Respecto a María de Encio, recuerdo que ninguno de los vecinos principales la recibía, a pesar de ser española y manceba del gobernador. Se limitaban a tratarla como a su ama de llaves. En cuanto a la otra, Juana Jiménez, se burlaban a sus espaldas diciendo que su señora la había entrenado para realizar en la cama las piruetas que ella misma no tenía estómago para hacer. Si eso era cierto, me pregunto en qué vicios enredaron a Pedro, que era hombre de sensualidad sana y directa, nunca le interesaron las curiosidades de los libritos franceses que hacía circular Francisco de Aguirre, excepto en la época del pobre muchacho Escobar, cuando quiso aturdir su culpa rebajándome a la condición de ramera.
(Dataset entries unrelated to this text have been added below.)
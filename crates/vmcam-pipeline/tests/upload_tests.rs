use base64::Engine;
use base64::prelude::BASE64_STANDARD;
use std::time::Duration;
use vmcam_base::Tensor;
use vmcam_camera::{Camera, CameraError, PatternCamera};
use vmcam_pipeline::{
    Canvas, EventSink, FRAME_EVENT, FrameBuffer, FrameUploader, MemoryCanvas, MemoryDocument,
    PipelineConfig, PipelineError, PipelineState, encode_png_base64,
};

#[derive(Default)]
struct RecordingSink {
    events: Vec<(String, String)>,
}

impl EventSink for RecordingSink {
    fn push_event(&mut self, event: &str, payload: &str) {
        self.events.push((event.to_string(), payload.to_string()));
    }
}

fn document() -> MemoryDocument<MemoryCanvas> {
    MemoryDocument::new()
        .with_element("wasm-webcam")
        .with_canvas("wasm-webcam-input", MemoryCanvas::default())
}

fn decode_png(payload: &str) -> crates_image::RgbaImage {
    let png = BASE64_STANDARD.decode(payload).unwrap();
    crates_image::load_from_memory(&png).unwrap().to_rgba8()
}

#[test]
fn test_encode_png_base64_round_trips_pixels() {
    let pixels: Vec<u8> = (0..5 * 3 * 4).map(|i| i as u8).collect();
    let frame = FrameBuffer::new(5, 3, pixels.clone()).unwrap();

    let image = decode_png(&encode_png_base64(&frame).unwrap());
    assert_eq!(image.dimensions(), (5, 3));
    assert_eq!(image.into_raw(), pixels);
}

#[test]
fn test_mount_does_not_need_output_canvas_or_bytecode() {
    let uploader = FrameUploader::mount(PipelineConfig::default(), &mut document(), RecordingSink::default());
    assert!(uploader.is_ok());
}

#[test]
fn test_mount_missing_input_canvas() {
    let mut document = MemoryDocument::<MemoryCanvas>::new().with_element("wasm-webcam");
    let result = FrameUploader::mount(PipelineConfig::default(), &mut document, RecordingSink::default());
    assert!(matches!(result, Err(PipelineError::MissingElement(id)) if id == "wasm-webcam-input"));
}

#[test]
fn test_upload_frame_pushes_png_event() {
    let mut uploader =
        FrameUploader::mount(PipelineConfig::default(), &mut document(), RecordingSink::default())
            .unwrap();
    let camera = PatternCamera::new(7, 5);

    uploader.upload_frame(&camera.render(0).unwrap()).unwrap();

    let events = &uploader.sink().events;
    assert_eq!(events.len(), 1);
    assert_eq!(events[0].0, FRAME_EVENT);

    let image = decode_png(&events[0].1);
    assert_eq!(image.dimensions(), (7, 5));
    assert_eq!(image.as_raw().as_slice(), uploader.input().get_image_data().pixels());
}

#[tokio::test]
async fn test_camera_denied_pushes_nothing() {
    let mut uploader =
        FrameUploader::mount(PipelineConfig::default(), &mut document(), Vec::<(String, String)>::new()).unwrap();

    let denied = async { Err::<PatternCamera, _>(CameraError::AccessDenied("denied".into())) };
    uploader.run(denied, std::future::pending()).await;

    assert_eq!(uploader.state(), PipelineState::Idle);
    assert!(uploader.sink().is_empty());
}

#[tokio::test]
async fn test_run_uploads_each_tick() {
    let config = PipelineConfig::default().with_interval(Duration::from_millis(10));
    let mut uploader = FrameUploader::mount(config, &mut document(), Vec::<(String, String)>::new()).unwrap();

    let camera = async { Ok(PatternCamera::new(4, 4)) };
    uploader
        .run(camera, tokio::time::sleep(Duration::from_millis(60)))
        .await;

    assert_eq!(uploader.state(), PipelineState::Running);
    let events = uploader.into_sink();
    assert!(!events.is_empty());
    assert!(events.iter().all(|(name, _)| name == FRAME_EVENT));
}

struct FrozenCamera;

impl Camera for FrozenCamera {
    async fn recv(&mut self) -> Result<Tensor<u8>, CameraError> {
        std::future::pending().await
    }
}

#[tokio::test]
async fn test_shutdown_interrupts_frozen_camera() {
    let config = PipelineConfig::default().with_interval(Duration::from_millis(10));
    let mut uploader = FrameUploader::mount(config, &mut document(), Vec::<(String, String)>::new()).unwrap();

    let camera = async { Ok(FrozenCamera) };
    let finished = tokio::time::timeout(
        Duration::from_secs(2),
        uploader.run(camera, tokio::time::sleep(Duration::from_millis(50))),
    )
    .await;

    assert!(finished.is_ok(), "run did not return after shutdown");
    assert!(uploader.into_sink().is_empty());
}
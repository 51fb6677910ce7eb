use std::fmt;
use vmcam_camera::CameraError;
use vmcam_runtime::RuntimeError;

#[derive(Debug)]
pub enum PipelineError {
    Config(String),
    MissingElement(String),
    MissingAttribute { element: String, attribute: String },
    Bytecode(String),
    Frame(String),
    Camera(CameraError),
    Runtime(RuntimeError),
    /// The runtime returned OK but no output tensor.
    NoOutput,
    /// The output tensor does not hold one RGBA sample per input pixel.
    OutputSize { expected: usize, got: usize },
    Encode(String),
}

impl fmt::Display for PipelineError {
    fn fmt(&self, f: &mut fmt::Formatter<'_>) -> fmt::Result {
        match self {
            PipelineError::Config(msg) => write!(f, "config error: {msg}"),
            PipelineError::MissingElement(id) => write!(f, "missing element: #{id}"),
            PipelineError::MissingAttribute { element, attribute } => {
                write!(f, "missing attribute {attribute} on #{element}")
            }
            PipelineError::Bytecode(msg) => write!(f, "bytecode error: {msg}"),
            PipelineError::Frame(msg) => write!(f, "frame error: {msg}"),
            PipelineError::Camera(err) => write!(f, "camera error: {err}"),
            PipelineError::Runtime(err) => write!(f, "runtime error: {err}"),
            PipelineError::NoOutput => write!(f, "runtime returned no outputs"),
            PipelineError::OutputSize { expected, got } => {
                write!(f, "output size mismatch: expected {expected} bytes, got {got}")
            }
            PipelineError::Encode(msg) => write!(f, "encode error: {msg}"),
        }
    }
}

impl std::error::Error for PipelineError {}

impl From<CameraError> for PipelineError {
    fn from(err: CameraError) -> Self {
        PipelineError::Camera(err)
    }
}

impl From<RuntimeError> for PipelineError {
    fn from(err: RuntimeError) -> Self {
        PipelineError::Runtime(err)
    }
}

impl From<vmcam_base::TensorError> for PipelineError {
    fn from(err: vmcam_base::TensorError) -> Self {
        PipelineError::Frame(err.to_string())
    }
}

impl From<base64::DecodeError> for PipelineError {
    fn from(err: base64::DecodeError) -> Self {
        PipelineError::Bytecode(err.to_string())
    }
}

impl From<crates_image::ImageError> for PipelineError {
    fn from(err: crates_image::ImageError) -> Self {
        PipelineError::Encode(err.to_string())
    }
}
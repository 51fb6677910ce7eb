use std::fmt;

#[derive(Debug, PartialEq)]
pub enum TensorError {
    ShapeOverflow,
    ShapeMismatch { expected: usize, got: usize },
    Layout(String),
}

impl fmt::Display for TensorError {
    fn fmt(&self, f: &mut fmt::Formatter<'_>) -> fmt::Result {
        match self {
            TensorError::ShapeOverflow => write!(f, "shape dimensions overflow when multiplied"),
            TensorError::ShapeMismatch { expected, got } => {
                write!(f, "shape mismatch: expected {expected} elements, got {got}")
            }
            TensorError::Layout(msg) => write!(f, "layout error: {msg}"),
        }
    }
}

impl std::error::Error for TensorError {}

/// Row-major tensor. Image tensors use HWC layout `[height, width, channels]`.
#[derive(Clone, PartialEq)]
pub struct Tensor<T> {
    pub shape: Vec<usize>,
    pub data: Vec<T>,
}

impl<T: fmt::Debug> fmt::Debug for Tensor<T> {
    fn fmt(&self, f: &mut fmt::Formatter<'_>) -> fmt::Result {
        // Frames are large, print the shape and element count only
        f.debug_struct("Tensor")
            .field("shape", &self.shape)
            .field("len", &self.data.len())
            .finish()
    }
}

/// Product of all dimensions, or `ShapeOverflow`.
pub fn element_count(shape: &[usize]) -> Result<usize, TensorError> {
    shape.iter().try_fold(1usize, |acc, &dim| {
        acc.checked_mul(dim).ok_or(TensorError::ShapeOverflow)
    })
}

impl<T> Tensor<T> {
    pub fn new(shape: Vec<usize>, data: Vec<T>) -> Result<Self, TensorError> {
        let expected = element_count(&shape)?;
        if expected != data.len() {
            return Err(TensorError::ShapeMismatch {
                expected,
                got: data.len(),
            });
        }

        Ok(Self { shape, data })
    }

    /// Build an image tensor with shape `[height, width, channels]`.
    pub fn from_hwc(
        height: usize,
        width: usize,
        channels: usize,
        data: Vec<T>,
    ) -> Result<Self, TensorError> {
        Self::new(vec![height, width, channels], data)
    }

    pub fn ndim(&self) -> usize {
        self.shape.len()
    }

    pub fn len(&self) -> usize {
        self.data.len()
    }

    pub fn is_empty(&self) -> bool {
        self.data.is_empty()
    }

    /// Returns `(height, width, channels)` for a rank-3 image tensor.
    pub fn hwc(&self) -> Result<(usize, usize, usize), TensorError> {
        match self.shape.as_slice() {
            &[h, w, c] => Ok((h, w, c)),
            other => Err(TensorError::Layout(format!(
                "expected [height, width, channels], got {other:?}"
            ))),
        }
    }
}

impl<T: Default + Clone> Tensor<T> {
    pub fn zeros(shape: Vec<usize>) -> Result<Self, TensorError> {
        let count = element_count(&shape)?;
        Ok(Self {
            shape,
            data: vec![T::default(); count],
        })
    }
}

#[cfg(test)]
mod tests {
    use super::*;

    #[test]
    fn test_element_count_empty_shape_is_scalar() {
        assert_eq!(element_count(&[]), Ok(1));
    }

    #[test]
    fn test_debug_omits_data() {
        let tensor = Tensor::new(vec![1, 2, 4], vec![7u8; 8]).unwrap();
        let debug = format!("{tensor:?}");
        assert!(debug.contains("[1, 2, 4]"));
        assert!(!debug.contains("7, 7"));
    }
}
Y a propósito, que no me falte decir en estas páginas que Escobar no llegó al Perú, pero tampoco murió de sed en el desierto, como se suponía. Muchos años más tarde me enteré de que el joven yanacona que lo acompañaba lo condujo por derroteros secretos a la aldea de sus padres, escondida entre los picos de la sierra, donde ambos viven hasta hoy. Antes de partir al destierro, Escobar le prometió a González de Marmolejo que si llegaba con vida al Perú se haría sacerdote, porque sin duda Dios lo había señalado con el dedo al salvarlo de la horca primero y del desierto después. No cumplió la promesa, en cambio tuvo varias esposas quechuas e hijos mestizos, propagando así la santa fe a su manera. Volviendo a las mancebas que trajo Valdivia del Cuzco, supe por Catalina que le preparaban cocimientos de yerba del clavo. Tal vez Pedro temía perder su potencia viril, que para él era tan importante como su valor de soldado, y por eso bebía pociones y empleaba a dos mujeres para estimularlo. Aún no estaba en edad de que disminuyera su vigor, pero le fallaba la salud y le dolían sus antiguas heridas. La suerte de esas dos mujeres fue aventurera. Después de la muerte de Valdivia, Juana Jiménez desapareció, dicen que la raptaron los mapuche en una redada en el sur. María de Encio se volvió de mala índole y se dedicó a torturar a sus indias; cuentan que los huesos de las desdichadas están enterrados en la casa, que ahora pertenece al cabildo de la ciudad, y que por las noches se oyen sus gemidos, pero ésa también es otra historia que no alcanzo a contar.